Task item: Across the listing below, count the lines holding "usize". State the number and nothing more.

(Beginning of Input data)

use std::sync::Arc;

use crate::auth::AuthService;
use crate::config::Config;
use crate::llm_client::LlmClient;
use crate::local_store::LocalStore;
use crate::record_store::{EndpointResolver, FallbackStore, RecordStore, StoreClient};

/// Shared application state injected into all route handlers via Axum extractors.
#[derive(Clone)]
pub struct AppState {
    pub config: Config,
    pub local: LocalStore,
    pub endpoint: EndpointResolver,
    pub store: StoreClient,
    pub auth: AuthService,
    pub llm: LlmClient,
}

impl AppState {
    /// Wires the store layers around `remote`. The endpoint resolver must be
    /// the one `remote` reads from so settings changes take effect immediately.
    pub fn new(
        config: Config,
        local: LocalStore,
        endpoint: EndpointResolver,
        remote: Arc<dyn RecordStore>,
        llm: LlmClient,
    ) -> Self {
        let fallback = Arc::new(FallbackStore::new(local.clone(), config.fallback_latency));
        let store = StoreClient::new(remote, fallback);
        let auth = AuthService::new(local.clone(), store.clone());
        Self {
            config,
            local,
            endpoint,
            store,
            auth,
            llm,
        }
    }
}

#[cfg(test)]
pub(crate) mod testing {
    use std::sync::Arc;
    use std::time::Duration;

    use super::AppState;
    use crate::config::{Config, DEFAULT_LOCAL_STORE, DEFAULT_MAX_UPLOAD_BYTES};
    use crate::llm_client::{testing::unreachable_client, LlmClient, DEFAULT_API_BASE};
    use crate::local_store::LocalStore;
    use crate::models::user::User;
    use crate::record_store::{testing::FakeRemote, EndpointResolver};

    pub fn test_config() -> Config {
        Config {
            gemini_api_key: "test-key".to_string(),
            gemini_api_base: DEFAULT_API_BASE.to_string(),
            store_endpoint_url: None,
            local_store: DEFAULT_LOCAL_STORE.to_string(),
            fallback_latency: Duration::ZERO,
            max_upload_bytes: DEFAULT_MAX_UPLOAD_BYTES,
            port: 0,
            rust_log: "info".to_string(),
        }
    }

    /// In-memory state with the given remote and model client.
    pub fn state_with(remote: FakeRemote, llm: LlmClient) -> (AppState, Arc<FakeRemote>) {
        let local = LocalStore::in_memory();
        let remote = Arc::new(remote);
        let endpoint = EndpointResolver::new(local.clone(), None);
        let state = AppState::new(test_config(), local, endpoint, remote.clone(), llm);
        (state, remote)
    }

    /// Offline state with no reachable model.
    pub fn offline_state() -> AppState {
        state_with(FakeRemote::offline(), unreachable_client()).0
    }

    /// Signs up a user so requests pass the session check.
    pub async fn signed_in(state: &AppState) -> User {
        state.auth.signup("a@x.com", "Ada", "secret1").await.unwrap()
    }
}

(End of Input data)
(Beginning of Input data)

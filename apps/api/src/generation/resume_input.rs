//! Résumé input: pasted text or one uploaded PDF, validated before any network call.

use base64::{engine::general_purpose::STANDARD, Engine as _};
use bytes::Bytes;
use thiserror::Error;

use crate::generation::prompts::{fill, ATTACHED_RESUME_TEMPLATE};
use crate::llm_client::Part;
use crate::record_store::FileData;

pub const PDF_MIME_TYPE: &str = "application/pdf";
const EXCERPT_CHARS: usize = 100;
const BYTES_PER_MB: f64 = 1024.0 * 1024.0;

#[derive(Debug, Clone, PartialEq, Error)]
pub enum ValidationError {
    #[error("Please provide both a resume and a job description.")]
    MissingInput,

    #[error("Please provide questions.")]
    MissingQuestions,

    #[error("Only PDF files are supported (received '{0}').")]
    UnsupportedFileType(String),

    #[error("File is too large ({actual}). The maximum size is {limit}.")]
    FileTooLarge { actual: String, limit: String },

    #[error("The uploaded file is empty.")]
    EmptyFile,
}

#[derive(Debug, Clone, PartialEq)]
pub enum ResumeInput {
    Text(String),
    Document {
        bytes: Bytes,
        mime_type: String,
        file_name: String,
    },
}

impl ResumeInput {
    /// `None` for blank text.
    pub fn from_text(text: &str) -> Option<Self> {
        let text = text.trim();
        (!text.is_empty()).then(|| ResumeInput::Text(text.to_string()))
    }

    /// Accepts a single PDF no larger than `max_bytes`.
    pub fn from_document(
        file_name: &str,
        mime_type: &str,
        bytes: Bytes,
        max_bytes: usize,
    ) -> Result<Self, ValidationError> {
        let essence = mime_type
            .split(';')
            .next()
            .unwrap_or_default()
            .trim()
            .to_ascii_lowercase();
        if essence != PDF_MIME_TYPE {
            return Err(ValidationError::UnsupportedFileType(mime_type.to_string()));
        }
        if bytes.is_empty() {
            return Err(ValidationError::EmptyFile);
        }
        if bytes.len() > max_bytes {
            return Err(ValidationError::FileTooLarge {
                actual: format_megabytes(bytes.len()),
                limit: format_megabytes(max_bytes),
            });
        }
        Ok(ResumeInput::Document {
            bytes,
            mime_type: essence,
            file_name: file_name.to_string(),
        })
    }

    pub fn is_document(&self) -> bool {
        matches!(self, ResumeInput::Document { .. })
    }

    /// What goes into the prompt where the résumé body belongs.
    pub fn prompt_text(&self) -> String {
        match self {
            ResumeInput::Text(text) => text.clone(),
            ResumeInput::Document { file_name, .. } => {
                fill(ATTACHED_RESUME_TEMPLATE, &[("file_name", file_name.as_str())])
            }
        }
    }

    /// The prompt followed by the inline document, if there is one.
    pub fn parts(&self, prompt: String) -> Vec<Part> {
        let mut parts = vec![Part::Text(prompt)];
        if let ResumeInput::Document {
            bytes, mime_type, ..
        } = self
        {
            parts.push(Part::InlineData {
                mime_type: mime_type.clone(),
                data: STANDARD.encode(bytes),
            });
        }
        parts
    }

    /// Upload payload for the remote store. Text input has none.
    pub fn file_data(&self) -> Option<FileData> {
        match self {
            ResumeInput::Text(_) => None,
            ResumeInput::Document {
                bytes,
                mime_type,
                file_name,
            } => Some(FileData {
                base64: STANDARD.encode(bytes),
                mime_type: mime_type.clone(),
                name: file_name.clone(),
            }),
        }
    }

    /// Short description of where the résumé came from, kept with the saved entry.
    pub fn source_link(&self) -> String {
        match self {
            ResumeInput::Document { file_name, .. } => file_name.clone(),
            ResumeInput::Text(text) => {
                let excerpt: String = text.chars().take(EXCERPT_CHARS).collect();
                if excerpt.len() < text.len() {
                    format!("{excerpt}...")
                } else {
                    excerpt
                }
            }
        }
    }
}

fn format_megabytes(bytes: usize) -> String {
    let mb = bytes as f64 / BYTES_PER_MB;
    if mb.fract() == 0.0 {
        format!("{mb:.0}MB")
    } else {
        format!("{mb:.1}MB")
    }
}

(End of Input data)

Response to the exercise: 3